IB se développe rapidement, notamment parce que les méthodes sont plus modernes, et se détachent du fameux crédo (« par cœur, par cœur, par cœur ») du système indien. En revanche, elles coûtent souvent un rein – parce que l’affiliation en Suisse coûte cher et puis ça se veut international, donc élitiste, donc cher. Du coup, en tout cas à Gurgaon, « ville nouvelle » où les écoles poussent comme des champignons, on trouve de la place dans les écoles IB.

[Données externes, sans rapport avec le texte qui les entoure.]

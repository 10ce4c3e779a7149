//! Logging setup for hosts, binaries, and examples.
//!
//! The library itself only emits through the `log` facade; linking a backend
//! is the host's call. This helper wires up `flexi_logger` from the
//! environment for hosts that do not already carry one.

use flexi_logger::{opt_format, FlexiLoggerError, Logger, LoggerHandle};

/// Start a `flexi_logger` backend using `RUST_LOG` when set, `info` otherwise.
///
/// Keep the returned handle alive for the duration of the program.
pub fn setup_logging() -> Result<LoggerHandle, FlexiLoggerError> {
    Logger::try_with_env_or_str("info")?
        .format(opt_format)
        .start()
}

En réalité, il paraît que c’est surtout à partir du collège que la board importe, que les méthodes d’enseignement changent beaucoup. Mais les parents préfèrent mettre leurs enfants dans un même établissement pour toute leur scolarité (d’ailleurs les frais d’inscription ne sont pas négligeables, histoire de te faire passer l’envie de le changer d’établissement tous les 2 ans). Alors que l’Indien est traditionnellement très ancré dans sa région, la certitude d’habiter toujours au même endroit s’amenuise de plus en plus, au fur et à mesure que la mobilité professionnelle augmente.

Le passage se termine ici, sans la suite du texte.